Records from a collection
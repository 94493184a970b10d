// ABOUTME: Sgt Chef conversation endpoint running the tool loop over the chef tools
// ABOUTME: Stateless: the client sends the full message history with each request
//
// SPDX-License-Identifier: MIT OR Apache-2.0
// Copyright (c) 2025 Pierre Fitness Intelligence

//! Sgt Chef chat route
//!
//! The server prepends the Sgt Chef system prompt (today's date and current
//! ISO week) to the client's history and drives the model through the chef
//! tool registry until it produces a final answer.

use std::sync::Arc;
use std::time::Instant;

use axum::{
    extract::State,
    http::StatusCode,
    response::{IntoResponse, Response},
    routing::post,
    Json, Router,
};
use serde::{Deserialize, Serialize};
use tracing::info;

use crate::calendar;
use crate::chat::{ConversationDriver, ConversationOutcome};
use crate::errors::{AppError, AppJson};
use crate::llm::prompts::chef_system_prompt;
use crate::llm::{ChatMessage, MessageRole};
use crate::mcp::resources::ServerResources;
use crate::tools::ToolExecutionContext;

// ============================================================================
// Request/Response Types
// ============================================================================

/// Request to talk to Sgt Chef
#[derive(Debug, Deserialize)]
pub struct ChatRequestBody {
    /// Conversation so far, ending with the user's latest message
    pub messages: Vec<ChatMessage>,
}

/// Sgt Chef's answer
#[derive(Debug, Serialize)]
pub struct ChatResponseBody {
    /// Loop result: reply, transcript, usage and stop condition
    #[serde(flatten)]
    pub outcome: ConversationOutcome,
    /// Turns appended to the history by this request
    pub messages: Vec<ChatMessage>,
    /// Wall-clock time spent
    pub execution_time_ms: u64,
}

/// Reject histories that do not end with a user turn
pub(crate) fn validate_history(messages: &[ChatMessage]) -> Result<(), AppError> {
    match messages.last() {
        None => Err(AppError::missing_field("messages")),
        Some(last) if last.role != MessageRole::User => Err(AppError::invalid_input(
            "The last message must come from the user",
        )),
        Some(last) if last.is_empty() => Err(AppError::invalid_input("The last message is empty")),
        Some(_) => Ok(()),
    }
}

// ============================================================================
// Chat Routes
// ============================================================================

/// Chat routes handler
pub struct ChatRoutes;

impl ChatRoutes {
    /// Create chat routes
    pub fn routes(resources: Arc<ServerResources>) -> Router {
        Router::new()
            .route("/api/chat", post(Self::send_message))
            .with_state(resources)
    }

    async fn send_message(
        State(resources): State<Arc<ServerResources>>,
        AppJson(request): AppJson<ChatRequestBody>,
    ) -> Result<Response, AppError> {
        validate_history(&request.messages)?;
        let provider = resources.require_llm()?;
        let started = Instant::now();

        let system = chef_system_prompt(calendar::today());

        let mut messages = request.messages;
        let history_len = messages.len();
        let driver = ConversationDriver::new(
            provider,
            &resources.chef_tools,
            ToolExecutionContext::new(resources.database.clone()),
            resources.config.llm.max_tool_iterations,
        );
        let outcome = driver.run(&system, &mut messages).await?;

        let execution_time_ms = u64::try_from(started.elapsed().as_millis()).unwrap_or(u64::MAX);
        info!(
            iterations = outcome.iterations,
            input_tokens = outcome.usage.input_tokens,
            output_tokens = outcome.usage.output_tokens,
            execution_time_ms,
            "Sgt Chef conversation completed"
        );

        let response = ChatResponseBody {
            outcome,
            messages: messages.split_off(history_len),
            execution_time_ms,
        };
        Ok((StatusCode::OK, Json(response)).into_response())
    }
}

#[cfg(test)]
mod tests {
    use super::*;
    use crate::llm::ContentBlock;

    #[test]
    fn test_validate_history() {
        assert!(validate_history(&[]).is_err());
        assert!(validate_history(&[ChatMessage::assistant("hi")]).is_err());
        assert!(validate_history(&[ChatMessage::user("   ")]).is_err());
        assert!(validate_history(&[ChatMessage::user("plan dinner")]).is_ok());
        let tool_result = ChatMessage::blocks(
            MessageRole::User,
            vec![ContentBlock::ToolResult {
                tool_use_id: "t1".to_owned(),
                content: "ok".to_owned(),
                is_error: false,
            }],
        );
        assert!(validate_history(&[tool_result]).is_ok());
    }
}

**Exercise**
For the records above, tally the lines holding the word "started". Answer with the number only.

**Solution for this task**
2